# Great pic I got today!!!



## ImpalaSSpeed96 (Aug 25, 2008)

Headin into bismarck from minot on 83, I turned around to snap this photo. Some of you have had to seen it, or know who did it, or maybe it was you! If it is, you are friggin priceless!


----------



## joshua.jeffreys (Jul 26, 2006)

Can you say doggy style :lol:


----------



## ImpalaSSpeed96 (Aug 25, 2008)

You've never seen that headin down to Bismarck Josh? I wonder if they just stuck it out there a few weeks ago?


----------



## bearhunter (Jan 30, 2009)

LOOKS LIKE SOME PORN-DOGRIFFY :roll:


----------



## fargojohnson (Oct 17, 2005)

:sniper:


----------



## Fallguy (Jan 23, 2004)

LOL I am suprised nobody has gone out to get those pelts yet!


----------



## gsehnter-bloms (Dec 16, 2007)

HAHAHA thats awesome!!


----------



## shooteminthelips (Jun 13, 2007)

Hahaha that is the funnest thing ever!


----------



## Save Hens (Mar 15, 2008)

:lol: :lol:


----------



## blhunter3 (May 5, 2007)

Thats not something you see everyday.


----------



## ImpalaSSpeed96 (Aug 25, 2008)

blhunter3 said:


> Thats not something you see everyday.


Nope. I drove for a few seconds and said to myself, you'll probably never seem something like that again in your life. So I turned around and went and snapped the pic! I've learned to keep my camera on me as much as possible.


----------



## huntin1 (Nov 14, 2003)

Plainsman.............You been out west lately? 8) 

:lol: :lol:

huntin1


----------



## marshman (Jul 8, 2005)

Damn thing has gotten more than me this winter!


----------



## ImpalaSSpeed96 (Aug 25, 2008)

marshman said:


> Damn thing has gotten more than me this winter!


You and me both!!! Well, when does winter start again.....


----------



## Call-em (Jan 10, 2009)

they arent even real i thought? are they?


----------



## Fallguy (Jan 23, 2004)

They dead and stiff. No pun intended!


----------



## Call-em (Jan 10, 2009)

i thought they were decoys...
lmfao. who killed em?


----------



## BeekBuster (Jul 22, 2007)

Only in Nodak!


----------



## Madison (Mar 1, 2002)

HAHA!! Bigblackfoot and I were coming back from Minot last weekend and we saw that also...

Hilarious!


----------



## Bauer (Sep 29, 2005)

where is it, how far north of bismarck?
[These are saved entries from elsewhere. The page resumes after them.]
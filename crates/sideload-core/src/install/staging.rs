//! Scoped staging directory for one install run.

use std::collections::BTreeSet;
use std::fs;
use std::path::{Path, PathBuf};
use std::sync::{Mutex, MutexGuard, PoisonError};

use anyhow::{Context, bail};
use tracing::{debug, warn};

/// Staging directories owned by a live run in this process.
static CLAIMED: Mutex<BTreeSet<PathBuf>> = Mutex::new(BTreeSet::new());

fn claimed() -> MutexGuard<'static, BTreeSet<PathBuf>> {
    CLAIMED.lock().unwrap_or_else(PoisonError::into_inner)
}

/// A staging directory removed when dropped.
///
/// The name is derived from the device and app path, so a directory left
/// over by an interrupted run for the same pair is found and cleared first.
/// While a run holds the directory, nobody else in the process can create
/// it.
#[derive(Debug)]
pub struct StagingDir {
    path: PathBuf,
}

impl StagingDir {
    pub fn create(root: &Path, udid: &str, app: &Path) -> anyhow::Result<Self> {
        let path = root.join(format!("staging-{}", staging_key(udid, app)));
        if !claimed().insert(path.clone()) {
            bail!(
                "Staging directory is in use by another install: {}",
                path.display()
            );
        }
        // Released by Drop from here on, including on the error paths below
        let staging = Self { path };
        let path = &staging.path;

        if path.exists() {
            debug!(path = %path.display(), "Removing stale staging directory");
            fs::remove_dir_all(path).with_context(|| {
                format!("Failed to remove stale staging directory: {}", path.display())
            })?;
        }
        fs::create_dir_all(path)
            .with_context(|| format!("Failed to create staging directory: {}", path.display()))?;

        Ok(staging)
    }

    pub fn path(&self) -> &Path {
        &self.path
    }

    /// `Payload/` inside the staging directory.
    pub fn payload(&self) -> PathBuf {
        self.path.join("Payload")
    }
}

impl Drop for StagingDir {
    fn drop(&mut self) {
        match fs::remove_dir_all(&self.path) {
            Ok(()) => debug!(path = %self.path.display(), "Removed staging directory"),
            Err(e) if e.kind() == std::io::ErrorKind::NotFound => {}
            Err(e) => warn!(path = %self.path.display(), "Failed to remove staging directory: {}", e),
        }
        claimed().remove(&self.path);
    }
}

fn staging_key(udid: &str, app: &Path) -> String {
    let mut hasher = blake3::Hasher::new();
    hasher.update(udid.as_bytes());
    hasher.update(&[0x00]);
    hasher.update(app.to_string_lossy().as_bytes());
    // 16 bytes is plenty to tell runs apart
    hasher.finalize().to_hex()[..32].to_string()
}

#[cfg(test)]
mod tests {
    use super::*;

    #[test]
    fn staging_key_is_deterministic() {
        let a = staging_key("udid", Path::new("/tmp/App.ipa"));
        let b = staging_key("udid", Path::new("/tmp/App.ipa"));
        assert_eq!(a, b);
        assert_eq!(a.len(), 32);
        assert_ne!(a, staging_key("other", Path::new("/tmp/App.ipa")));
        assert_ne!(a, staging_key("udid", Path::new("/tmp/Other.ipa")));
    }

    #[test]
    fn drop_removes_directory() {
        let temp = tempfile::TempDir::new().unwrap();
        let path = {
            let staging = StagingDir::create(temp.path(), "udid", Path::new("App.ipa")).unwrap();
            fs::write(staging.path().join("file"), b"x").unwrap();
            staging.path().to_path_buf()
        };
        assert!(!path.exists());
    }

    #[test]
    fn create_clears_stale_contents() {
        let temp = tempfile::TempDir::new().unwrap();
        let stale = temp
            .path()
            .join(format!("staging-{}", staging_key("udid", Path::new("App.ipa"))));
        fs::create_dir_all(stale.join("Payload")).unwrap();
        fs::write(stale.join("Payload/old"), b"old").unwrap();

        let staging = StagingDir::create(temp.path(), "udid", Path::new("App.ipa")).unwrap();
        assert_eq!(staging.path(), stale);
        assert!(!staging.payload().exists());
    }

    #[test]
    fn live_directory_cannot_be_claimed_twice() {
        let temp = tempfile::TempDir::new().unwrap();
        let first = StagingDir::create(temp.path(), "udid", Path::new("Shared.ipa")).unwrap();
        fs::write(first.path().join("file"), b"x").unwrap();

        let second = StagingDir::create(temp.path(), "udid", Path::new("Shared.ipa"));
        assert!(second.is_err());
        assert!(first.path().join("file").exists());

        drop(first);
        assert!(StagingDir::create(temp.path(), "udid", Path::new("Shared.ipa")).is_ok());
    }
}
I looked for it last tuesday when I went down, but it was kind of foggy and didnt see it anywhere. That is hilarious.


----------



## blue geese (Apr 1, 2008)

that would be funny if someone started shooting at them.


----------



## Horker23 (Mar 2, 2006)

:rock: :toofunny:


----------



## huntnfishn1 (Feb 8, 2009)

better get that coyote fixed
"dont breed unwanted animals"


----------



## ImpalaSSpeed96 (Aug 25, 2008)

Bauer said:


> where is it, how far north of bismarck? I looked for it last tuesday when I went down, but it was kind of foggy and didnt see it anywhere. That is hilarious.
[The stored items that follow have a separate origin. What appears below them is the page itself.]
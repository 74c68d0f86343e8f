//! Terminal front end for install runs and device selection.
//!
//! Uses dialoguer for prompts and console for styling. Prompts block, so
//! they run on the blocking pool.

use std::io::{self, Write};
use std::sync::{Mutex, PoisonError};

use anyhow::{Context, Result};
use async_trait::async_trait;
use console::style;
use dialoguer::{Confirm, Select, theme::ColorfulTheme};

use sideload_core::device::ClientDevice;
use sideload_core::install::{Certificate, InstallDelegate, InstallMessage};

/// One status line: `[Stage] 42%`, or just `[Stage]` when indeterminate.
pub fn stage_line(stage: &str, progress: Option<f64>) -> String {
    match progress {
        Some(p) => format!("[{}] {:.0}%", stage, (p * 100.0).clamp(0.0, 100.0)),
        None => format!("[{}]", stage),
    }
}

/// Human-readable device entry for lists and prompts.
pub fn device_label(device: &ClientDevice) -> String {
    format!("{} [{}]: {}", device.name, device.kind, device.udid)
}

/// Prints install status and asks the user when a decision is needed.
pub struct TerminalDelegate<W: Write + Send = io::Stdout> {
    writer: Mutex<W>,
    /// Answer yes to every prompt.
    assume_yes: bool,
}

impl TerminalDelegate<io::Stdout> {
    pub fn new(assume_yes: bool) -> Self {
        Self::with_writer(io::stdout(), assume_yes)
    }
}

impl<W: Write + Send> TerminalDelegate<W> {
    /// Create a delegate with a custom writer (for testing).
    pub fn with_writer(writer: W, assume_yes: bool) -> Self {
        Self {
            writer: Mutex::new(writer),
            assume_yes,
        }
    }

    fn write_line(&self, line: impl std::fmt::Display) {
        let mut writer = self.writer.lock().unwrap_or_else(PoisonError::into_inner);
        // Nothing sensible to do if the terminal went away
        let _ = writeln!(writer, "{}", line);
        let _ = writer.flush();
    }

    #[cfg(test)]
    fn into_inner(self) -> W {
        self.writer.into_inner().unwrap_or_else(PoisonError::into_inner)
    }
}

#[async_trait]
impl<W: Write + Send> InstallDelegate for TerminalDelegate<W> {
    fn set_presented_message(&self, message: Option<InstallMessage>) {
        if let Some(message) = message {
            self.write_line(format!("  {} {}", style("!").yellow().bold(), message.text()));
        }
    }

    fn on_stage_progress(&self, stage: &str, progress: Option<f64>) {
        self.write_line(stage_line(stage, progress));
    }

    async fn confirm_revocation(&self, certificates: &[Certificate]) -> bool {
        self.write_line(style("  Existing certificates must be revoked:").bold());
        for certificate in certificates {
            self.write_line(format!(
                "    {} {} (expires {})",
                style(&certificate.serial_number).cyan(),
                certificate.name,
                certificate.expires.format("%Y-%m-%d")
            ));
        }
        if self.assume_yes {
            return true;
        }

        let prompt = tokio::task::spawn_blocking(|| {
            Confirm::with_theme(&ColorfulTheme::default())
                .with_prompt("Revoke these certificates and continue?")
                .default(false)
                .interact()
        })
        .await;
        matches!(prompt, Ok(Ok(true)))
    }
}

/// Pick the device to install to. A single device (or `--yes`) is taken
/// without asking.
pub async fn choose_device(devices: Vec<ClientDevice>, assume_yes: bool) -> Result<ClientDevice> {
    if devices.len() == 1 || assume_yes {
        return devices
            .into_iter()
            .next()
            .context("No devices found");
    }

    let items: Vec<String> = devices.iter().map(device_label).collect();
    let selection = tokio::task::spawn_blocking(move || {
        Select::with_theme(&ColorfulTheme::default())
            .with_prompt("Select device")
            .items(&items)
            .default(0)
            .interact()
    })
    .await
    .context("Device prompt failed")??;

    devices
        .into_iter()
        .nth(selection)
        .context("Selected device is gone")
}

#[cfg(test)]
mod tests {
    use super::*;
    use sideload_core::device::ConnectionKind;

    fn device(udid: &str, name: &str) -> ClientDevice {
        ClientDevice {
            udid: udid.to_string(),
            kind: ConnectionKind::Usb,
            name: name.to_string(),
        }
    }

    #[test]
    fn stage_line_shows_whole_percentages() {
        assert_eq!(stage_line("Uploading", Some(0.254)), "[Uploading] 25%");
        assert_eq!(stage_line("Packaging", Some(1.0)), "[Packaging] 100%");
        assert_eq!(stage_line("Unpacking app", None), "[Unpacking app]");
    }

    #[test]
    fn device_label_names_the_link() {
        assert_eq!(device_label(&device("A", "iPhone")), "iPhone [usb]: A");
    }

    #[test]
    fn delegate_writes_status_and_messages() {
        let delegate = TerminalDelegate::with_writer(Vec::new(), true);
        delegate.on_stage_progress("Signing", Some(0.5));
        delegate.set_presented_message(Some(InstallMessage::UnlockDevice));
        delegate.set_presented_message(None);

        let output = String::from_utf8(delegate.into_inner()).unwrap();
        let lines: Vec<&str> = output.lines().collect();
        assert_eq!(lines.len(), 2);
        assert_eq!(lines[0], "[Signing] 50%");
        assert!(lines[1].contains("Please unlock your device"));
    }

    #[tokio::test]
    async fn assume_yes_accepts_revocation() {
        let delegate = TerminalDelegate::with_writer(Vec::new(), true);
        let certificate = Certificate {
            serial_number: "ABC".into(),
            name: "Apple Development".into(),
            expires: chrono::Utc::now(),
        };
        assert!(delegate.confirm_revocation(&[certificate]).await);
    }

    #[tokio::test]
    async fn single_device_is_chosen_without_prompt() {
        let chosen = choose_device(vec![device("A", "iPhone")], false).await.unwrap();
        assert_eq!(chosen.udid, "A");
    }

    #[tokio::test]
    async fn assume_yes_takes_the_first_device() {
        let chosen = choose_device(vec![device("A", "iPhone"), device("B", "iPad")], true)
            .await
            .unwrap();
        assert_eq!(chosen.udid, "A");
    }

    #[tokio::test]
    async fn no_devices_is_an_error() {
        assert!(choose_device(Vec::new(), true).await.is_err());
    }
}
I don't know... Probably 60 or so miles north of bismarck. Its on the southbound side.


----------



## stonebroke (Dec 16, 2004)

ImpalaSSpeed96 said:


> blhunter3 said:
> 
> 
> > Thats not something you see everyday.
> ...


Yer Learnin' there Timbo... :beer:


----------



## 7mm08s (Mar 6, 2009)

Thats funny. No call would work on him at that time!


----------



## hunter121390 (Nov 7, 2006)

lmao. thats awsome :lol:


----------



## take'em down (Jan 8, 2009)

The beauty of nature... :lol:


----------



## zordfish (Mar 4, 2009)

brouhaha! that's great


----------